Whether your Acanthus mollis plant’s pot appears light, the soil and roots are likely fairly dry and need water, so you can readily tell if it needs to be hydrated.
In order to ensure that the roots of your plant receive the water’s benefits, you must first moisten the soil in the container if it is absolutely dry. One common error is to immediately drown the Bear’s Breeches after a dry period in the belief that it requires a lot of water.
This is the case, but giving too much water at once is the best way to finish it off, you should actually water the soil normally, resuming a quiet watering rhythm.
Caring Tips for Acanthus mollis
Water is essential to the survival of your plant, however, it is important to balance the rate of watering. As we explained above, overwatering could have fatal consequences for your Acanthus mollis.
Touching the soil will let you know whether your plant needs water or not; if it still feels damp, it’s generally best to wait a few more days.
Always keep temperatures stable
It is also a good idea to keep your Acanthus mollis at a stable temperature (especially if it is kept indoors!). At GreenShack, we generally recommend staying in the 65 and 85 degrees F range. Of course, do not place your Acanthus mollis near a source of hot (or cold) air such as A/C units, radiators or the like.

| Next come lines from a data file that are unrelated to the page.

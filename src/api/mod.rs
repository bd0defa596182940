//! API layer - HTTP endpoints and extractors

pub mod auth;
pub mod health;
pub mod middleware;
pub mod router;
pub mod state;
pub mod types;

pub use middleware::{RequireRefreshUser, RequireUser};
pub use router::create_router_with_state;
pub use state::{AppState, AuthServiceTrait};
use serde::Deserialize;

use crate::infrastructure::auth::JwtConfig;
use crate::infrastructure::user::PasswordHashingConfig;

/// Application configuration
#[derive(Debug, Clone, Deserialize, Default)]
pub struct AppConfig {
    #[serde(default)]
    pub server: ServerConfig,
    #[serde(default)]
    pub logging: LoggingConfig,
    #[serde(default)]
    pub auth: AuthConfig,
    #[serde(default)]
    pub storage: StorageConfig,
}

#[derive(Debug, Clone, Deserialize)]
pub struct ServerConfig {
    pub host: String,
    pub port: u16,
}

#[derive(Debug, Clone, Deserialize)]
pub struct LoggingConfig {
    pub level: String,
    #[serde(default)]
    pub format: LogFormat,
}

#[derive(Debug, Clone, Deserialize, Default)]
#[serde(rename_all = "lowercase")]
pub enum LogFormat {
    #[default]
    Pretty,
    Json,
}

/// Token signing and password hashing settings
#[derive(Clone, Deserialize, Default)]
pub struct AuthConfig {
    /// Shared HS256 secret for access and refresh tokens
    #[serde(default)]
    pub jwt_secret: String,
    #[serde(default)]
    pub password_hashing: PasswordHashingConfig,
}

impl AuthConfig {
    pub fn jwt_config(&self) -> JwtConfig {
        JwtConfig::new(self.jwt_secret.clone())
    }
}

impl std::fmt::Debug for AuthConfig {
    fn fmt(&self, f: &mut std::fmt::Formatter<'_>) -> std::fmt::Result {
        f.debug_struct("AuthConfig")
            .field("jwt_secret", &"[hidden]")
            .field("password_hashing", &self.password_hashing)
            .finish()
    }
}

/// Where user records are kept
#[derive(Debug, Clone, Deserialize, Default)]
pub struct StorageConfig {
    #[serde(default)]
    pub backend: StorageBackend,
    /// Connection string, required for the postgres backend
    #[serde(default)]
    pub database_url: Option<String>,
}

#[derive(Debug, Clone, Copy, PartialEq, Eq, Deserialize, Default)]
#[serde(rename_all = "lowercase")]
pub enum StorageBackend {
    #[default]
    Memory,
    Postgres,
}

impl Default for ServerConfig {
    fn default() -> Self {
        Self {
            host: "0.0.0.0".to_string(),
            port: 8080,
        }
    }
}

impl Default for LoggingConfig {
    fn default() -> Self {
        Self {
            level: "info".to_string(),
            format: LogFormat::default(),
        }
    }
}

impl AppConfig {
    pub fn load() -> Result<Self, ::config::ConfigError> {
        let config = ::config::Config::builder()
            .add_source(::config::File::with_name("config/default").required(false))
            .add_source(::config::File::with_name("config/local").required(false))
            .add_source(
                ::config::Environment::with_prefix("APP")
                    .separator("__")
                    .try_parsing(true),
            )
            .build()?;

        config.try_deserialize()
    }
}

#[cfg(test)]
mod tests {
    use super::*;

    fn from_toml(source: &str) -> AppConfig {
        ::config::Config::builder()
            .add_source(::config::File::from_str(source, ::config::FileFormat::Toml))
            .build()
            .unwrap()
            .try_deserialize()
            .unwrap()
    }

    #[test]
    fn test_defaults() {
        let config = AppConfig::default();

        assert_eq!(config.server.port, 8080);
        assert_eq!(config.logging.level, "info");
        assert!(config.auth.jwt_secret.is_empty());
        assert_eq!(config.storage.backend, StorageBackend::Memory);
        assert!(config.storage.database_url.is_none());
    }

    #[test]
    fn test_empty_source_uses_defaults() {
        let config = from_toml("");

        assert_eq!(config.server.host, "0.0.0.0");
        assert_eq!(config.storage.backend, StorageBackend::Memory);
    }

    #[test]
    fn test_load_from_toml() {
        let config = from_toml(
            r#"
            [server]
            host = "127.0.0.1"
            port = 3000

            [logging]
            level = "debug"
            format = "json"

            [auth]
            jwt_secret = "s3cr3t"

            [auth.password_hashing]
            memory_kib = 4096
            iterations = 3

            [storage]
            backend = "postgres"
            database_url = "postgres://localhost/rooms"
            "#,
        );

        assert_eq!(config.server.port, 3000);
        assert!(matches!(config.logging.format, LogFormat::Json));
        assert_eq!(config.auth.jwt_secret, "s3cr3t");
        assert!(!format!("{:?}", config.auth).contains("s3cr3t"));
        assert_eq!(config.auth.password_hashing.memory_kib, 4096);
        assert_eq!(config.auth.password_hashing.iterations, 3);
        assert_eq!(config.auth.password_hashing.parallelism, 1);
        assert_eq!(config.storage.backend, StorageBackend::Postgres);
        assert_eq!(
            config.storage.database_url.as_deref(),
            Some("postgres://localhost/rooms")
        );
    }
}
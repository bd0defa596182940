//! User input rules applied before anything touches storage or hashing

use thiserror::Error;

/// Errors that can occur during user validation
#[derive(Debug, Error, Clone, PartialEq)]
pub enum UserValidationError {
    #[error("Invalid user ID: '{0}'")]
    InvalidId(String),

    #[error("Password exceeds maximum length of {0} bytes")]
    PasswordTooLong(usize),
}

/// Upper bound on plaintext password size accepted by the hasher, in bytes
pub const MAX_PASSWORD_BYTES: usize = 72;

/// Validate a plaintext password length
///
/// The limit is measured in bytes, not characters, so multi-byte UTF-8
/// input reaches the limit sooner than ASCII input.
pub fn validate_password(password: &str) -> Result<(), UserValidationError> {
    if password.len() > MAX_PASSWORD_BYTES {
        return Err(UserValidationError::PasswordTooLong(MAX_PASSWORD_BYTES));
    }

    Ok(())
}

/// Strip surrounding whitespace from a username before it is stored
pub fn normalize_username(username: &str) -> String {
    username.trim().to_string()
}
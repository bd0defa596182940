//! Authentication infrastructure module
//!
//! This module provides JWT token issuing and the authentication service
//! that ties together the user repository, password hasher and issuer.

mod jwt;
mod service;

pub use jwt::{JwtConfig, JwtTokenIssuer, TokenIssuer};
pub use service::AuthenticationService;
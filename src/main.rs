use clap::Parser;
use gridroom_auth::cli::{self, Cli, Command};

#[tokio::main]
async fn main() -> anyhow::Result<()> {
    let cli = Cli::parse();

    match cli.command.unwrap_or_default() {
        Command::Serve => cli::serve::run().await,
    }
}
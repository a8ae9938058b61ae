// server-side mirror of the client engine, one per known client id. persists
// across client outages (only its socket is replaced on reconnect), spawning
// its own reader/keepalive tasks per live socket and gating outbound
// application data behind a short settling delay so the reconnecting client
// has time to start its own reader.

use std::sync::atomic::{AtomicBool, AtomicU64, Ordering};
use std::sync::Arc;
use std::time::{Duration, Instant};

use tokio::io::AsyncWriteExt;
use tokio::net::tcp::{OwnedReadHalf, OwnedWriteHalf};
use tokio::sync::{watch, Mutex};
use tokio::task::JoinHandle;
use tokio::time::{sleep, timeout};
use tracing::{debug, instrument, warn};

use crate::codec::{self, Frame, FrameKind, Line, MAX_BODY_LEN, MAX_HEADER_LEN};
use crate::config::{ConnectedCallback, ServerConfig};
use crate::error::{LinkError, Result};
use crate::line_queue::{self, InboundLine, LineReceiver, LineSender};
use crate::mid::{DedupWindow, Mid, MidGenerator};
use crate::pending_acks::PendingAcks;
use crate::state::ConnectionState;

// delay after a handshake before the connection is considered settled enough
// to carry application data; keepalives and acks are not subject to this gate
const SETTLE_DELAY: Duration = Duration::from_millis(200);

struct WriterSlot {
    half: Option<OwnedWriteHalf>,
    last_tx: Instant,
}

struct Shared {
    id: Vec<u8>,
    timeout: Duration,
    connected_callback: Option<ConnectedCallback>,
    state: watch::Sender<ConnectionState>,
    writer: Mutex<WriterSlot>,
    // Serializes check-empty/claim-mid/send for qos+wait writes; see
    // client::engine's identical field for why pending_acks alone isn't enough.
    write_order: Mutex<()>,
    pending_acks: PendingAcks,
    mid_gen: Mutex<MidGenerator>,
    dedup: Mutex<DedupWindow>,
    inbox_tx: LineSender,
    inbox_rx: Mutex<LineReceiver>,
    connects: AtomicU64,
    ever_active: AtomicBool,
    closed: AtomicBool,
    tasks: Mutex<Vec<JoinHandle<()>>>,
}

// one client's persistent server-side connection state, created on the
// client's first successful handshake and kept alive (modulo socket swaps)
// for the lifetime of the server process
pub struct Connection {
    shared: Arc<Shared>,
}

impl Connection {
    pub(crate) async fn new(
        id: Vec<u8>,
        config: &ServerConfig,
        write_half: OwnedWriteHalf,
        read_half: OwnedReadHalf,
    ) -> Arc<Self> {
        let (state_tx, _) = watch::channel(ConnectionState::HandshakeSent);
        let (inbox_tx, inbox_rx) = line_queue::channel();
        let shared = Arc::new(Shared {
            id,
            timeout: config.timeout,
            connected_callback: config.connected_callback.clone(),
            state: state_tx,
            writer: Mutex::new(WriterSlot {
                half: Some(write_half),
                last_tx: Instant::now(),
            }),
            write_order: Mutex::new(()),
            pending_acks: PendingAcks::new(),
            mid_gen: Mutex::new(MidGenerator::new()),
            dedup: Mutex::new(DedupWindow::new()),
            inbox_tx,
            inbox_rx: Mutex::new(inbox_rx),
            connects: AtomicU64::new(0),
            ever_active: AtomicBool::new(false),
            closed: AtomicBool::new(false),
            tasks: Mutex::new(Vec::new()),
        });
        spawn_session_tasks(shared.clone(), read_half).await;
        Arc::new(Self { shared })
    }

    // rebinds a fresh socket into this Connection after the client
    // reconnects; the Arc<Connection> identity never changes
    pub(crate) async fn rebind(self: &Arc<Self>, write_half: OwnedWriteHalf, read_half: OwnedReadHalf) {
        cancel_tasks(&self.shared).await;
        {
            let mut w = self.shared.writer.lock().await;
            w.half = Some(write_half);
            w.last_tx = Instant::now();
        }
        let _ = self.shared.state.send_replace(ConnectionState::HandshakeSent);
        spawn_session_tasks(self.shared.clone(), read_half).await;
    }

    pub fn id(&self) -> &[u8] {
        &self.shared.id
    }

    // true once the post-handshake settling delay has elapsed and no
    // failure has been observed since
    pub fn status(&self) -> bool {
        *self.shared.state.borrow() == ConnectionState::Active
    }

    pub fn connects(&self) -> u64 {
        self.shared.connects.load(Ordering::Relaxed)
    }

    pub(crate) async fn await_active(&self) {
        let mut rx = self.shared.state.subscribe();
        loop {
            if *rx.borrow() == ConnectionState::Active {
                return;
            }
            if rx.changed().await.is_err() {
                return;
            }
        }
    }

    // pauses until a non-keepalive, non-duplicate Data frame arrives from
    // this client; None only once the server has closed it for good
    pub async fn read_line(&self) -> Option<InboundLine> {
        self.shared.inbox_rx.lock().await.recv().await
    }

    #[instrument(skip(self, body, header), fields(client_id = %String::from_utf8_lossy(&self.shared.id)))]
    pub async fn write(&self, body: Vec<u8>, header: Option<Vec<u8>>, qos: bool, wait: bool) -> Result<()> {
        if body.len() > MAX_BODY_LEN {
            return Err(LinkError::ValueTooLarge);
        }
        if header.as_ref().is_some_and(|h| h.len() > MAX_HEADER_LEN) {
            return Err(LinkError::ValueTooLarge);
        }

        let order_guard = if qos && wait {
            Some(self.shared.write_order.lock().await)
        } else {
            None
        };

        if qos && wait {
            self.shared.pending_acks.await_empty().await;
        }

        let mid_byte = {
            let mut gen = self.shared.mid_gen.lock().await;
            gen.next().to_byte()
        };
        if qos {
            self.shared.pending_acks.add(mid_byte);
        }
        let frame = Frame::data(mid_byte, qos, header, body)?;
        send_frame_when_ready(&self.shared, &frame).await?;
        drop(order_guard);

        if qos {
            loop {
                if self.shared.closed.load(Ordering::Acquire) {
                    return Err(LinkError::PeerDisconnect);
                }
                match timeout(
                    self.shared.timeout,
                    self.shared.pending_acks.await_not_contains(mid_byte),
                )
                .await
                {
                    Ok(()) => return Ok(()),
                    Err(_elapsed) => {
                        debug!(mid = mid_byte, "qos retry: re-sending unacked frame");
                        send_frame_when_ready(&self.shared, &frame).await?;
                    }
                }
            }
        }
        Ok(())
    }

    pub(crate) async fn close(&self) {
        self.shared.closed.store(true, Ordering::Release);
        cancel_tasks(&self.shared).await;
        let _ = self.shared.state.send_replace(ConnectionState::Disconnected);
        self.shared.writer.lock().await.half = None;
    }
}

async fn cancel_tasks(shared: &Arc<Shared>) {
    let handles: Vec<_> = shared.tasks.lock().await.drain(..).collect();
    for h in handles {
        h.abort();
    }
}

async fn spawn_session_tasks(shared: Arc<Shared>, read_half: OwnedReadHalf) {
    let reader = tokio::spawn(reader_task(shared.clone(), read_half));
    let ka = tokio::spawn(keepalive_task(shared.clone()));
    let settle = tokio::spawn(settle_task(shared.clone()));
    *shared.tasks.lock().await = vec![reader, ka, settle];
}

// waits out the settling delay, then flips the connection Active unless a
// failure beat it there
async fn settle_task(shared: Arc<Shared>) {
    sleep(SETTLE_DELAY).await;
    let became_active = shared.state.send_if_modified(|s| {
        if *s == ConnectionState::HandshakeSent {
            *s = ConnectionState::Active;
            true
        } else {
            false
        }
    });
    if became_active {
        shared.ever_active.store(true, Ordering::Release);
        shared.connects.fetch_add(1, Ordering::Relaxed);
        debug!(connects = shared.connects.load(Ordering::Relaxed), "client settled into Active");
        if let Some(cb) = &shared.connected_callback {
            cb(true);
        }
    }
}

async fn reader_task(shared: Arc<Shared>, mut read_half: OwnedReadHalf) {
    let first_session = !shared.ever_active.load(Ordering::Acquire);
    let inactivity = if first_session { shared.timeout * 2 } else { shared.timeout };
    loop {
        match timeout(inactivity, codec::read_line(&mut read_half)).await {
            Ok(Ok(Line::Keepalive)) => {}
            Ok(Ok(Line::Frame(frame))) => {
                if let Err(e) = handle_frame(&shared, frame).await {
                    warn!(error = %e, "fatal error handling inbound frame");
                    mark_failing(&shared, true).await;
                    return;
                }
            }
            Ok(Err(LinkError::MalformedFrame(reason))) => {
                warn!(reason, "dropped malformed frame, continuing");
            }
            Ok(Err(e)) => {
                warn!(error = %e, "reader failed");
                mark_failing(&shared, true).await;
                return;
            }
            Err(_elapsed) => {
                warn!("read inactivity deadline exceeded");
                mark_failing(&shared, true).await;
                return;
            }
        }
    }
}

async fn handle_frame(shared: &Arc<Shared>, frame: Frame) -> Result<()> {
    match frame.kind {
        FrameKind::Ack => {
            shared.pending_acks.discard(frame.mid);
        }
        FrameKind::Handshake => {
            // A client only re-sends its handshake by opening a new TCP
            // connection, which the manager routes through `rebind`, not
            // through this reader. Tolerate a stray one defensively.
        }
        FrameKind::Data { ack_requested } => {
            let mid = Mid::from_byte(frame.mid);
            let is_new = {
                let mut dedup = shared.dedup.lock().await;
                dedup.is_new(mid)
            };
            if ack_requested {
                let shared = shared.clone();
                let mid_byte = frame.mid;
                tokio::spawn(async move {
                    if let Ok(bytes) = Frame::ack(mid_byte).encode() {
                        let _ = send_raw(&shared, &bytes).await;
                    }
                });
            }
            if is_new {
                shared.inbox_tx.push(InboundLine {
                    header: frame.header,
                    body: frame.body,
                })?;
            }
        }
    }
    Ok(())
}

async fn keepalive_task(shared: Arc<Shared>) {
    let interval = shared.timeout / 4;
    loop {
        let due_in = {
            let w = shared.writer.lock().await;
            interval.saturating_sub(w.last_tx.elapsed())
        };
        if due_in.is_zero() {
            if let Err(e) = send_raw(&shared, b"\n").await {
                warn!(error = %e, "keepalive send failed");
                mark_failing(&shared, true).await;
                return;
            }
        } else {
            sleep(due_in).await;
        }
    }
}

async fn send_raw(shared: &Shared, bytes: &[u8]) -> Result<()> {
    let mut guard = shared.writer.lock().await;
    let half = guard.half.as_mut().ok_or(LinkError::PeerDisconnect)?;
    let start = Instant::now();
    let mut remaining = bytes;
    while !remaining.is_empty() {
        let n = half.write(remaining).await?;
        if n == 0 {
            return Err(LinkError::PeerDisconnect);
        }
        remaining = &remaining[n..];
        if !remaining.is_empty() {
            if start.elapsed() > shared.timeout {
                return Err(LinkError::Timeout("partial write budget"));
            }
            sleep(Duration::from_millis(20)).await;
        }
    }
    guard.last_tx = Instant::now();
    Ok(())
}

// sends application data only once the connection has settled into Active;
// a reconnecting client isn't ready to receive before its settle delay
async fn send_frame_when_ready(shared: &Arc<Shared>, frame: &Frame) -> Result<()> {
    let bytes = frame.encode()?;
    loop {
        wait_active(shared).await?;
        match send_raw(shared, &bytes).await {
            Ok(()) => return Ok(()),
            Err(_) => {
                mark_failing(shared, false).await;
                if shared.closed.load(Ordering::Acquire) {
                    return Err(LinkError::PeerDisconnect);
                }
            }
        }
    }
}

async fn wait_active(shared: &Shared) -> Result<()> {
    let mut rx = shared.state.subscribe();
    loop {
        if shared.closed.load(Ordering::Acquire) {
            return Err(LinkError::PeerDisconnect);
        }
        if *rx.borrow() == ConnectionState::Active {
            return Ok(());
        }
        tokio::select! {
            changed = rx.changed() => {
                if changed.is_err() {
                    return Err(LinkError::PeerDisconnect);
                }
            }
            _ = sleep(Duration::from_millis(100)) => {}
        }
    }
}

async fn mark_failing(shared: &Arc<Shared>, invoke_callback: bool) {
    let transitioned = shared.state.send_if_modified(|s| {
        if *s != ConnectionState::Failing {
            *s = ConnectionState::Failing;
            true
        } else {
            false
        }
    });
    cancel_tasks(shared).await;
    shared.writer.lock().await.half = None;
    if transitioned && invoke_callback {
        if let Some(cb) = &shared.connected_callback {
            cb(false);
        }
    }
}
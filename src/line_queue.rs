// a full queue means the application isn't consuming fast enough; this
// fails the connection instead of silently dropping the line.

use crate::error::{LinkError, Result};
use tokio::sync::mpsc;

pub const CAPACITY: usize = 20;

#[derive(Debug, Clone)]
pub struct InboundLine {
    pub header: Option<Vec<u8>>,
    pub body: Vec<u8>,
}

pub fn channel() -> (LineSender, LineReceiver) {
    let (tx, rx) = mpsc::channel(CAPACITY);
    (LineSender { tx }, LineReceiver { rx })
}

#[derive(Debug, Clone)]
pub struct LineSender {
    tx: mpsc::Sender<InboundLine>,
}

impl LineSender {
    // caller (the reader task) must treat QueueOverflow as fatal to the session
    pub fn push(&self, line: InboundLine) -> Result<()> {
        self.tx
            .try_send(line)
            .map_err(|_| LinkError::QueueOverflow)
    }
}

#[derive(Debug)]
pub struct LineReceiver {
    rx: mpsc::Receiver<InboundLine>,
}

impl LineReceiver {
    // returns None once every LineSender has been dropped for good
    pub async fn recv(&mut self) -> Option<InboundLine> {
        self.rx.recv().await
    }
}
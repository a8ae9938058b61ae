// set of mids awaiting an ack. writer side adds, reader task discards, so
// the bitmap uses atomics instead of a lock.

use std::sync::atomic::{AtomicU8, Ordering};
use tokio::sync::Notify;

#[derive(Debug)]
pub struct PendingAcks {
    bits: [AtomicU8; 32],
    became_empty: Notify,
    discarded: Notify,
}

impl Default for PendingAcks {
    fn default() -> Self {
        Self::new()
    }
}

impl PendingAcks {
    pub fn new() -> Self {
        Self {
            bits: std::array::from_fn(|_| AtomicU8::new(0)),
            became_empty: Notify::new(),
            discarded: Notify::new(),
        }
    }

    pub fn contains(&self, mid: u8) -> bool {
        self.bits[(mid >> 3) as usize].load(Ordering::Acquire) & (1 << (mid & 7)) != 0
    }

    pub fn is_empty(&self) -> bool {
        self.bits.iter().all(|b| b.load(Ordering::Acquire) == 0)
    }

    pub fn add(&self, mid: u8) {
        self.bits[(mid >> 3) as usize].fetch_or(1 << (mid & 7), Ordering::AcqRel);
    }

    pub fn discard(&self, mid: u8) {
        self.bits[(mid >> 3) as usize].fetch_and(!(1 << (mid & 7)), Ordering::AcqRel);
        self.discarded.notify_waiters();
        if self.is_empty() {
            self.became_empty.notify_waiters();
        }
    }

    // re-checks after registering interest so a racing discard isn't missed
    pub async fn await_empty(&self) {
        loop {
            if self.is_empty() {
                return;
            }
            let notified = self.became_empty.notified();
            if self.is_empty() {
                return;
            }
            notified.await;
        }
    }

    pub async fn await_not_contains(&self, mid: u8) {
        loop {
            if !self.contains(mid) {
                return;
            }
            let notified = self.discarded.notified();
            if !self.contains(mid) {
                return;
            }
            notified.await;
        }
    }
}
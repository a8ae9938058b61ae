// PeerDisconnect/Timeout/QueueOverflow are recovered locally by a connection
// and never escape to application code. Only ValueTooLarge and
// MalformedFrame ever cross the public API.

use thiserror::Error;

pub type Result<T> = std::result::Result<T, LinkError>;

#[derive(Debug, Error)]
pub enum LinkError {
    #[error("malformed frame: {0}")]
    MalformedFrame(&'static str),

    #[error("frame body/header exceeds the wire length limit")]
    FrameTooLarge,

    #[error("write body exceeds 65535 bytes")]
    ValueTooLarge,

    #[error("peer disconnected")]
    PeerDisconnect,

    #[error("timed out waiting for {0}")]
    Timeout(&'static str),

    #[error("inbox queue overflowed")]
    QueueOverflow,

    #[error("no initial wifi connection")]
    NoInitialWifi,

    #[error("no initial server connection")]
    NoInitialServer,

    #[error(transparent)]
    Io(#[from] std::io::Error),
}
pub mod frame;
pub mod preheader;

pub use frame::{Frame, FrameKind, Line, HANDSHAKE_MID, MAX_BODY_LEN, MAX_HEADER_LEN};
pub use preheader::{Flags, Preheader, PREHEADER_HEX_LEN};

use crate::error::{LinkError, Result};
use tokio::io::{AsyncRead, AsyncReadExt};

// a bare \n is a keepalive; anything else opens with a preheader, then
// exactly the declared header and body bytes, then a terminating \n. does
// not scan for \n inside the body: the preheader's declared lengths decide.
pub async fn read_line<R: AsyncRead + Unpin>(reader: &mut R) -> Result<Line> {
    let first = reader.read_u8().await.map_err(|e| map_eof(e))?;
    if first == b'\n' {
        return Ok(Line::Keepalive);
    }

    let mut preheader_bytes = vec![0u8; PREHEADER_HEX_LEN];
    preheader_bytes[0] = first;
    reader
        .read_exact(&mut preheader_bytes[1..])
        .await
        .map_err(map_eof)?;
    let preheader_hex = std::str::from_utf8(&preheader_bytes)
        .map_err(|_| LinkError::MalformedFrame("non-utf8 preheader"))?;
    let preheader = match Preheader::decode(preheader_hex) {
        Ok(p) => p,
        Err(e) => {
            resync(reader).await?;
            return Err(e);
        }
    };

    let body_start = PREHEADER_HEX_LEN + preheader.hlen as usize * 2;
    let total = body_start + preheader.body_len as usize;
    let mut rest = vec![0u8; total - PREHEADER_HEX_LEN];
    reader.read_exact(&mut rest).await.map_err(map_eof)?;

    let terminator = reader.read_u8().await.map_err(map_eof)?;
    if terminator != b'\n' {
        resync(reader).await?;
        return Err(LinkError::MalformedFrame("frame not newline-terminated"));
    }

    let mut line = preheader_bytes;
    line.extend(rest);
    Ok(Line::Frame(Frame::decode(&line)?))
}

// desynced stream recovery: skip to the next newline so the following
// read_line starts at a line boundary, dropping the bad frame instead of
// tearing down the connection.
async fn resync<R: AsyncRead + Unpin>(reader: &mut R) -> Result<()> {
    loop {
        let b = reader.read_u8().await.map_err(map_eof)?;
        if b == b'\n' {
            return Ok(());
        }
    }
}

fn map_eof(err: std::io::Error) -> LinkError {
    if err.kind() == std::io::ErrorKind::UnexpectedEof {
        LinkError::PeerDisconnect
    } else {
        LinkError::Io(err)
    }
}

Keep your Bear’s Breeches Dust-Free
This one is about houseplants. Your indoor plants’ leaves get dusty just like your furniture does. The problem is that this might prevent photosynthesis from beginning, which would result in the plants gradually losing their color.
This would be a true journey into hell for your Bear’s Breeches and would also satisfy the pests.
Take a microfiber cloth and gently massage the plant’s leaves to get rid of the dust. Use a damp cloth to make dust removal easier, but avoid using corrosive materials like rubbing alcohol!
Keep drainage in mind
If you tend to overwater, you need to pay attention to your drainage, and we advise choosing a saucer and a pot with drainage holes if they are not already there.
In the meantime, if you don’t have holes in your pots, you can add volcanic rocks (or any rocks with holes) at the bottom of your pot, this way it will create a channel so that the water doesn’t stay in your skin too much (to avoid that roots start to rot!)